**TASK GOAL**
Restate the data that follows exactly as it stands, beginning with the first line and ending with the line that contains "assert!(payload.last_user_message().is_none());".

**INFORMATION**
****

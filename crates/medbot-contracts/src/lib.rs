//! # medbot-contracts
//!
//! Shared types and errors for the MedBot symptom assistant.
//!
//! All crates in the workspace import from here. No business logic lives in
//! this crate, only data definitions and error types.

pub mod error;
pub mod message;
pub mod session;

#[cfg(test)]
mod tests {
    use super::*;
    use error::MedbotError;
    use message::{ChatPayload, Message, Role};
    use session::SessionId;

    // ── Message ──────────────────────────────────────────────────────────────

    #[test]
    fn message_constructors_set_role() {
        let user = Message::user("I have a headache");
        let bot = Message::assistant("Sorry to hear that");

        assert_eq!(user.role(), Role::User);
        assert_eq!(user.content(), "I have a headache");
        assert_eq!(bot.role(), Role::Assistant);
    }

    #[test]
    fn role_serializes_lowercase() {
        let json = serde_json::to_string(&Message::user("hi")).unwrap();
        assert_eq!(json, r#"{"role":"user","content":"hi"}"#);

        let decoded: Message =
            serde_json::from_str(r#"{"role":"assistant","content":"ok"}"#).unwrap();
        assert_eq!(decoded.role(), Role::Assistant);
    }

    #[test]
    fn role_display_matches_wire_name() {
        assert_eq!(Role::User.to_string(), "user");
        assert_eq!(Role::Assistant.to_string(), "assistant");
    }

    // ── ChatPayload ──────────────────────────────────────────────────────────

    #[test]
    fn payload_last_user_message_skips_assistant_turns() {
        let payload = ChatPayload::new(vec![
            Message::user("first"),
            Message::assistant("reply"),
            Message::user("second"),
            Message::assistant("another reply"),
        ]);

        let last = payload.last_user_message().unwrap();
        assert_eq!(last.content(), "second");
    }

    #[test]
    fn payload_without_user_message_has_none() {
        let payload = ChatPayload::new(vec![Message::assistant("hello")]);
        assert!(payload.last_user_message().is_none());
        assert!(ChatPayload::default().last_user_message().is_none());
    }

    #[test]
    fn payload_missing_messages_field_defaults_empty() {
        let payload: ChatPayload = serde_json::from_str("{}").unwrap();
        assert!(payload.messages.is_empty());
    }

    // ── SessionId ────────────────────────────────────────────────────────────

    #[test]
    fn session_id_new_produces_unique_values() {
        let unique: std::collections::HashSet<String> =
            (0..50).map(|_| SessionId::new().to_string()).collect();
        assert_eq!(unique.len(), 50);
    }

    // ── MedbotError display messages ─────────────────────────────────────────

    #[test]
    fn error_config_display() {
        let err = MedbotError::ConfigError {
            reason: "fallback response is empty".to_string(),
        };
        let msg = err.to_string();
        assert!(msg.contains("configuration error"));
        assert!(msg.contains("fallback response is empty"));
    }

    #[test]
    fn error_authentication_display() {
        let err = MedbotError::Authentication {
            reason: "token is empty".to_string(),
        };
        assert!(err.to_string().contains("token is empty"));
    }

    #[test]
    fn error_empty_conversation_display() {
        let msg = MedbotError::EmptyConversation.to_string();
        assert!(msg.contains("no user message"));
    }

    #[test]
    fn error_malformed_request_display() {
        let err = MedbotError::MalformedRequest {
            reason: "expected value at line 1 column 1".to_string(),
        };
        let msg = err.to_string();
        assert!(msg.contains("malformed request"));
        assert!(msg.contains("line 1 column 1"));
    }

    #[test]
    fn error_transcript_write_failed_display() {
        let err = MedbotError::TranscriptWriteFailed {
            reason: "lock poisoned".to_string(),
        };
        assert!(err.to_string().contains("transcript write failed"));
    }

    #[test]
    fn error_io_converts_from_std() {
        let io = std::io::Error::new(std::io::ErrorKind::BrokenPipe, "stdout closed");
        let err: MedbotError = io.into();
        assert!(matches!(err, MedbotError::Io(_)));
        assert!(err.to_string().contains("stdout closed"));
    }
}
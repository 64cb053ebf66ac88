//! The AI-service constructor.
//!
//! `gen_ai_service` has the same shape as the hosted deployment's entry
//! point: it takes the request context, checks it can authenticate, and
//! hands back a single-shot handler and a streaming handler.  Here both
//! handlers answer from the keyword catalog instead of a hosted model, so no
//! network call is ever made.

use std::{path::PathBuf, sync::Arc};

use tracing::{debug, info};

use medbot_catalog::KeywordRouter;
use medbot_contracts::{
    error::{MedbotError, MedbotResult},
    message::Message,
};
use medbot_core::traits::{ExecutionContext, Responder};

use crate::context::INTERFACE_HEADER;

/// Answers the latest user message of a context in one piece.
pub type GenerateFn = Box<dyn Fn(&dyn ExecutionContext) -> MedbotResult<Message> + Send + Sync>;

/// Answers the latest user message of a context as a stream of text chunks.
pub type GenerateStreamFn =
    Box<dyn Fn(&dyn ExecutionContext) -> MedbotResult<ResponseStream> + Send + Sync>;

/// Construction options for `gen_ai_service`.
#[derive(Debug, Clone)]
pub struct ServiceParams {
    /// Catalog file to answer from; the builtin catalog when `None`.
    pub catalog_path: Option<PathBuf>,

    /// Whitespace-delimited pieces per streamed chunk.  Must be at least 1.
    pub chunk_words: usize,
}

impl Default for ServiceParams {
    fn default() -> Self {
        Self {
            catalog_path: None,
            chunk_words: 4,
        }
    }
}

/// A finite stream of reply chunks.
///
/// Concatenating every chunk yields the exact reply `generate` would return,
/// whitespace included.
#[derive(Debug)]
pub struct ResponseStream {
    chunks: std::vec::IntoIter<String>,
}

impl ResponseStream {
    fn new(text: &str, chunk_words: usize) -> Self {
        let pieces: Vec<&str> = text.split_inclusive(char::is_whitespace).collect();
        let chunks: Vec<String> = pieces
            .chunks(chunk_words.max(1))
            .map(|group| group.concat())
            .collect();
        Self {
            chunks: chunks.into_iter(),
        }
    }
}

impl Iterator for ResponseStream {
    type Item = String;

    fn next(&mut self) -> Option<String> {
        self.chunks.next()
    }
}

/// Build the generate / generate-stream handler pair for `context`.
///
/// # Errors
///
/// - `Authentication` if the context yields an empty token, even after
///   asking it to generate a fresh one.
/// - `ConfigError` if `params.chunk_words` is 0 or the catalog fails to load.
pub fn gen_ai_service(
    context: &dyn ExecutionContext,
    params: &ServiceParams,
) -> MedbotResult<(GenerateFn, GenerateStreamFn)> {
    authenticate(context)?;

    if params.chunk_words == 0 {
        return Err(MedbotError::ConfigError {
            reason: "chunk_words must be at least 1".to_string(),
        });
    }

    let interface = interface_of(context);

    let router = Arc::new(KeywordRouter::load(params.catalog_path.as_deref())?);

    info!(
        interface = %interface,
        rule_count = router.rules().len(),
        "ai service handlers constructed"
    );

    let generate_router = Arc::clone(&router);
    let generate: GenerateFn =
        Box::new(move |ctx: &dyn ExecutionContext| -> MedbotResult<Message> {
            let reply = answer(&generate_router, ctx)?;
            Ok(Message::assistant(reply))
        });

    let chunk_words = params.chunk_words;
    let generate_stream: GenerateStreamFn =
        Box::new(move |ctx: &dyn ExecutionContext| -> MedbotResult<ResponseStream> {
            let reply = answer(&router, ctx)?;
            Ok(ResponseStream::new(&reply, chunk_words))
        });

    Ok((generate, generate_stream))
}

/// The bearer token `context` authenticates with.
///
/// Falls back to `generate_token()` when `get_token()` is blank.
///
/// # Errors
///
/// `Authentication` if both are blank.
pub fn authenticate(context: &dyn ExecutionContext) -> MedbotResult<String> {
    let mut token = context.get_token();
    if token.trim().is_empty() {
        token = context.generate_token();
    }
    if token.trim().is_empty() {
        return Err(MedbotError::Authentication {
            reason: "execution context supplied an empty token".to_string(),
        });
    }
    Ok(token)
}

/// The value of the interface header, matched case-insensitively, or
/// `"unspecified"`.
pub fn interface_of(context: &dyn ExecutionContext) -> String {
    context
        .get_headers()
        .into_iter()
        .find(|(name, _)| name.eq_ignore_ascii_case(INTERFACE_HEADER))
        .map(|(_, value)| value)
        .unwrap_or_else(|| "unspecified".to_string())
}

fn answer(router: &KeywordRouter, ctx: &dyn ExecutionContext) -> MedbotResult<String> {
    let payload = ctx.get_json();
    let last = payload
        .last_user_message()
        .ok_or(MedbotError::EmptyConversation)?;

    debug!(
        message_count = payload.messages.len(),
        "answering latest user message"
    );

    Ok(router.route(last.content()).to_string())
}
//! # medbot-catalog
//!
//! The response catalog and keyword router for MedBot.
//!
//! ## Overview
//!
//! This crate provides [`KeywordRouter`], which implements the
//! [`Responder`](medbot_core::traits::Responder) trait.  Rules are declared
//! in a TOML catalog, evaluated in order, and the first match wins.  If no
//! rule matches, the catalog's fallback reply is returned, so every input
//! gets exactly one answer.
//!
//! ## Quick start
//!
//! ```rust,ignore
//! use medbot_catalog::KeywordRouter;
//! use medbot_core::traits::Responder;
//!
//! let router = KeywordRouter::builtin()?;
//! let reply = router.route("my head hurts");
//! ```
//!
//! ## Keyword matching
//!
//! Matching is a case-insensitive substring test.  Rule order is the
//! tie-break and encodes triage priority: a message mentioning both fever
//! and a sore throat gets the fever reply.

pub mod router;
pub mod rule;

pub use router::KeywordRouter;
pub use rule::{CatalogConfig, ResponseRule};

// ── Tests ─────────────────────────────────────────────────────────────────────
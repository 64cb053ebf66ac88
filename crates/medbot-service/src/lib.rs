//! # medbot-service
//!
//! The service layer of MedBot: everything the adapters need beyond the
//! router itself.
//!
//! - **Service boundary**: `gen_ai_service` builds the single-shot and
//!   streaming handlers from an `ExecutionContext`; `MockContext` stands in
//!   for the serverless request context.
//! - **Sessions**: `open_session` wires a responder to a fresh in-memory
//!   transcript.
//! - **Triage scenarios**: five fixed patient messages for a quick preview.
//! - **Self check**: the service-boundary smoke test behind `medbot self-check`.
//!
//! All data is hardcoded and fictional. No external API calls are made.

pub mod context;
pub mod scenarios;
pub mod selfcheck;
pub mod service;
pub mod session;

pub use context::MockContext;
pub use service::{
    authenticate, gen_ai_service, interface_of, GenerateFn, GenerateStreamFn, ResponseStream,
    ServiceParams,
};
pub use session::open_session;
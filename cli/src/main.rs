//! MedBot console front end
//!
//! Talks to the keyword catalog from a terminal, previews the fixed triage
//! scenarios, or smoke-tests the AI-service boundary with a mock context.
//!
//! Usage:
//!   cargo run -p medbot-cli                  # same as `chat`
//!   cargo run -p medbot-cli -- chat --show-transcript
//!   cargo run -p medbot-cli -- scenarios
//!   cargo run -p medbot-cli -- all
//!   cargo run -p medbot-cli -- self-check
//!   cargo run -p medbot-cli -- --catalog my-catalog.toml chat

mod repl;

use std::{io, path::PathBuf, sync::Arc};

use clap::{Parser, Subcommand};
use tracing_subscriber::EnvFilter;

use medbot_catalog::KeywordRouter;
use medbot_contracts::error::MedbotResult;
use medbot_service::{
    open_session,
    scenarios::run_triage_cases,
    selfcheck::run_self_check,
    ServiceParams,
};

// ── CLI definition ────────────────────────────────────────────────────────────

/// MedBot symptom assistant console.
///
/// Replies come from a fixed keyword catalog; nothing is sent to a hosted
/// model.
#[derive(Parser)]
#[command(
    name = "medbot",
    about = "MedBot symptom assistant console",
    long_about = "Chat with MedBot's keyword catalog, preview the fixed triage scenarios,\n\
                  or smoke-test the AI-service boundary with a mock context."
)]
struct Cli {
    /// Answer from this TOML catalog instead of the builtin one.
    #[arg(long, global = true, value_name = "PATH")]
    catalog: Option<PathBuf>,

    #[command(subcommand)]
    command: Option<Command>,
}

#[derive(Subcommand)]
enum Command {
    /// Interactive conversation (the default).
    Chat {
        /// Print the session transcript as JSON when the chat ends.
        #[arg(long)]
        show_transcript: bool,
    },
    /// Route the five fixed triage messages and preview each reply.
    Scenarios,
    /// Scenarios first, then an interactive conversation.
    All {
        #[arg(long)]
        show_transcript: bool,
    },
    /// Exercise the service constructor and both handlers with a mock context.
    SelfCheck,
}

// ── Entry point ───────────────────────────────────────────────────────────────

fn main() {
    // Logs go to stderr so they never interleave with the chat.
    // Set RUST_LOG=debug to see routing decisions.
    tracing_subscriber::fmt()
        .with_env_filter(
            EnvFilter::try_from_default_env().unwrap_or_else(|_| EnvFilter::new("warn")),
        )
        .with_writer(io::stderr)
        .with_target(false)
        .compact()
        .init();

    let cli = Cli::parse();
    let catalog = cli.catalog.as_deref();

    let result = match cli.command.unwrap_or(Command::Chat { show_transcript: false }) {
        Command::Chat { show_transcript } => {
            KeywordRouter::load(catalog).and_then(|r| run_conversation(r, show_transcript))
        }
        Command::Scenarios => KeywordRouter::load(catalog).map(|r| print_scenarios(&r)),
        Command::All { show_transcript } => KeywordRouter::load(catalog).and_then(|r| {
            print_scenarios(&r);
            println!("{}", "=".repeat(50));
            run_conversation(r, show_transcript)
        }),
        Command::SelfCheck => Ok(print_self_check(cli.catalog.clone())),
    };

    match result {
        Ok(true) => {}
        Ok(false) => std::process::exit(1),
        Err(e) => {
            eprintln!("medbot error: {}", e);
            std::process::exit(1);
        }
    }
}

// ── Subcommands ───────────────────────────────────────────────────────────────

fn run_conversation(router: KeywordRouter, show_transcript: bool) -> MedbotResult<bool> {
    println!("MedBot Interactive Chat");
    println!("{}", "=".repeat(50));
    println!("Describe how you feel and MedBot will suggest what to watch for.");
    println!("Type 'quit' to exit.");
    println!();

    let (session, transcript) = open_session(Arc::new(router));

    let stdin = io::stdin();
    let mut stdout = io::stdout();
    repl::run_chat(&session, stdin.lock(), &mut stdout)?;

    if show_transcript {
        let log = transcript.export_log()?;
        match log.to_json_pretty() {
            Ok(json) => println!("{json}"),
            Err(e) => eprintln!("could not render transcript: {e}"),
        }
    }

    Ok(true)
}

fn print_scenarios(router: &KeywordRouter) -> bool {
    println!("Triage Scenarios");
    println!("{}", "=".repeat(50));

    for (i, outcome) in run_triage_cases(router).iter().enumerate() {
        println!();
        println!("Test Case {}: {}", i + 1, outcome.input);
        println!("{}", "-".repeat(30));
        println!("Rule: {}", outcome.rule_id.as_deref().unwrap_or("fallback"));
        let ellipsis = if outcome.truncated { "..." } else { "" };
        println!("Response: {}{}", outcome.preview, ellipsis);
    }
    println!();

    true
}

fn print_self_check(catalog_path: Option<PathBuf>) -> bool {
    println!("MedBot Service Self Check");
    println!("{}", "=".repeat(50));

    let params = ServiceParams {
        catalog_path,
        ..ServiceParams::default()
    };
    let results = run_self_check(&params);

    for result in &results {
        let status = if result.passed { "PASSED" } else { "FAILED" };
        println!("{:<24} {}  {}", result.name, status, result.detail);
    }

    let passed = results.iter().filter(|r| r.passed).count();
    println!();
    println!("Total: {}/{} checks passed", passed, results.len());

    passed == results.len()
}
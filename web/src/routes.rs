//! HTTP routes for the browser demo.

use std::sync::Arc;

use axum::{
    body::Bytes,
    extract::State,
    http::HeaderMap,
    response::Html,
    routing::{get, post},
    Json, Router,
};
use serde::{Deserialize, Serialize};
use tracing::{debug, warn};

use medbot_catalog::KeywordRouter;
use medbot_contracts::{
    error::{MedbotError, MedbotResult},
    message::Message,
};
use medbot_core::traits::ExecutionContext;
use medbot_service::{authenticate, interface_of, open_session};

use crate::context::RequestContext;

/// Name reported by `GET /health` unless overridden.
pub const DEFAULT_SERVICE_NAME: &str = "MedBot Test Interface";

const INDEX_HTML: &str = include_str!("../static/index.html");

/// Shared, read-only state. Each request opens its own session.
pub struct AppState {
    pub router: Arc<KeywordRouter>,
    pub service_name: String,
}

impl AppState {
    pub fn new(router: KeywordRouter, service_name: impl Into<String>) -> Self {
        Self {
            router: Arc::new(router),
            service_name: service_name.into(),
        }
    }
}

#[derive(Debug, Deserialize)]
struct ChatRequest {
    #[serde(default)]
    message: String,
}

#[derive(Debug, Serialize)]
struct ChatResponse {
    response: String,
}

#[derive(Debug, Serialize)]
struct HealthResponse {
    status: &'static str,
    service: String,
}

pub fn build_router(state: Arc<AppState>) -> Router {
    Router::new()
        .route("/", get(index))
        .route("/chat", post(chat))
        .route("/health", get(health))
        .with_state(state)
}

async fn index() -> Html<&'static str> {
    Html(INDEX_HTML)
}

/// Always answers 200; failures become an apology in the `response` field.
async fn chat(
    State(state): State<Arc<AppState>>,
    headers: HeaderMap,
    body: Bytes,
) -> Json<ChatResponse> {
    let response = match answer(&state, &headers, &body) {
        Ok(reply) => reply,
        Err(e) => {
            warn!(error = %e, "chat request failed");
            format!("Sorry, I encountered an error: {e}")
        }
    };
    Json(ChatResponse { response })
}

async fn health(State(state): State<Arc<AppState>>) -> Json<HealthResponse> {
    Json(HealthResponse {
        status: "healthy",
        service: state.service_name.clone(),
    })
}

fn answer(state: &AppState, headers: &HeaderMap, body: &[u8]) -> MedbotResult<String> {
    let request: ChatRequest =
        serde_json::from_slice(body).map_err(|e| MedbotError::MalformedRequest {
            reason: e.to_string(),
        })?;

    let ctx = RequestContext::from_parts(headers, request.message);
    authenticate(&ctx)?;

    let payload = ctx.get_json();
    let input = payload
        .last_user_message()
        .map(Message::content)
        .unwrap_or_default();

    let (session, transcript) = open_session(state.router.clone());
    let reply = session.turn(input)?;

    debug!(
        session_id = %session.session_id(),
        interface = %interface_of(&ctx),
        recorded = transcript.len(),
        "chat request answered"
    );
    Ok(reply)
}
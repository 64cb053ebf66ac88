//! Conversation message types.
//!
//! These types define the data flowing between the adapters, the router and
//! the transcript. They are intentionally minimal: a message is a role and
//! some text, nothing more.

use std::fmt;

use serde::{Deserialize, Serialize};

/// Who authored a message.
///
/// Serialized lowercase (`"user"`, `"assistant"`) so payloads match the
/// chat-completion shape the hosted service expects.
#[derive(Debug, Clone, Copy, PartialEq, Eq, Hash, Serialize, Deserialize)]
#[serde(rename_all = "lowercase")]
pub enum Role {
    User,
    Assistant,
}

impl fmt::Display for Role {
    fn fmt(&self, f: &mut fmt::Formatter<'_>) -> fmt::Result {
        match self {
            Role::User => f.write_str("user"),
            Role::Assistant => f.write_str("assistant"),
        }
    }
}

/// A single conversation turn.
///
/// Fields are private so a message cannot be edited after construction;
/// use the accessors to read it.
#[derive(Debug, Clone, PartialEq, Eq, Serialize, Deserialize)]
pub struct Message {
    role: Role,
    content: String,
}

impl Message {
    /// Construct a message with an explicit role.
    pub fn new(role: Role, content: impl Into<String>) -> Self {
        Self {
            role,
            content: content.into(),
        }
    }

    pub fn user(content: impl Into<String>) -> Self {
        Self::new(Role::User, content)
    }

    pub fn assistant(content: impl Into<String>) -> Self {
        Self::new(Role::Assistant, content)
    }

    pub fn role(&self) -> Role {
        self.role
    }

    pub fn content(&self) -> &str {
        &self.content
    }
}

/// The JSON body an execution context hands to the service handlers.
///
/// Mirrors the `{"messages": [...]}` request shape of the hosted LLM service.
#[derive(Debug, Clone, Default, PartialEq, Eq, Serialize, Deserialize)]
pub struct ChatPayload {
    #[serde(default)]
    pub messages: Vec<Message>,
}

impl ChatPayload {
    pub fn new(messages: Vec<Message>) -> Self {
        Self { messages }
    }

    /// The most recent message authored by the user, if any.
    pub fn last_user_message(&self) -> Option<&Message> {
        self.messages.iter().rev().find(|m| m.role() == Role::User)
    }
}
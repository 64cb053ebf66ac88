//! Fixed triage scenarios.
//!
//! Five representative patient messages, run through the router so an
//! operator can eyeball which rule answers each one.  All text is fictional.

use medbot_catalog::KeywordRouter;
use medbot_core::traits::Responder;

/// Characters of each reply shown in a scenario preview.
pub const PREVIEW_CHARS: usize = 200;

/// The patient messages exercised by `run_triage_cases`, in display order.
pub const TRIAGE_CASES: [&str; 5] = [
    "Hello, I need help with my symptoms",
    "I have a high fever and sore throat",
    "I've been having severe headaches for 3 days",
    "My throat hurts when I swallow",
    "I feel nauseous and have stomach pain",
];

/// What the router did with one scenario message.
#[derive(Debug, Clone)]
pub struct ScenarioOutcome {
    pub input: &'static str,
    /// Id of the rule that answered, or `None` for the fallback.
    pub rule_id: Option<String>,
    /// The first `PREVIEW_CHARS` characters of the reply.
    pub preview: String,
    /// True when the reply was cut to build the preview.
    pub truncated: bool,
}

/// Route every message in `TRIAGE_CASES`.
pub fn run_triage_cases(router: &KeywordRouter) -> Vec<ScenarioOutcome> {
    TRIAGE_CASES
        .iter()
        .map(|&input| {
            let reply = router.route(input);
            ScenarioOutcome {
                input,
                rule_id: router.route_rule(input).map(|r| r.id.clone()),
                preview: reply.chars().take(PREVIEW_CHARS).collect(),
                truncated: reply.chars().count() > PREVIEW_CHARS,
            }
        })
        .collect()
}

****

**RESPONSE BOX**
filename crates/medbot-contracts/src/lib.rs
//! # medbot-contracts
//!
//! Shared types and errors for the MedBot symptom assistant.
//!
//! All crates in the workspace import from here. No business logic lives in
//! this crate, only data definitions and error types.

pub mod error;
pub mod message;
pub mod session;

#[cfg(test)]
mod tests {
    use super::*;
    use error::MedbotError;
    use message::{ChatPayload, Message, Role};
    use session::SessionId;

    // ── Message ──────────────────────────────────────────────────────────────

    #[test]
    fn message_constructors_set_role() {
        let user = Message::user("I have a headache");
        let bot = Message::assistant("Sorry to hear that");

        assert_eq!(user.role(), Role::User);
        assert_eq!(user.content(), "I have a headache");
        assert_eq!(bot.role(), Role::Assistant);
    }

    #[test]
    fn role_serializes_lowercase() {
        let json = serde_json::to_string(&Message::user("hi")).unwrap();
        assert_eq!(json, r#"{"role":"user","content":"hi"}"#);

        let decoded: Message =
            serde_json::from_str(r#"{"role":"assistant","content":"ok"}"#).unwrap();
        assert_eq!(decoded.role(), Role::Assistant);
    }

    #[test]
    fn role_display_matches_wire_name() {
        assert_eq!(Role::User.to_string(), "user");
        assert_eq!(Role::Assistant.to_string(), "assistant");
    }

    // ── ChatPayload ──────────────────────────────────────────────────────────

    #[test]
    fn payload_last_user_message_skips_assistant_turns() {
        let payload = ChatPayload::new(vec![
            Message::user("first"),
            Message::assistant("reply"),
            Message::user("second"),
            Message::assistant("another reply"),
        ]);

        let last = payload.last_user_message().unwrap();
        assert_eq!(last.content(), "second");
    }

    #[test]
    fn payload_without_user_message_has_none() {
        let payload = ChatPayload::new(vec![Message::assistant("hello")]);
        assert!(payload.last_user_message().is_none());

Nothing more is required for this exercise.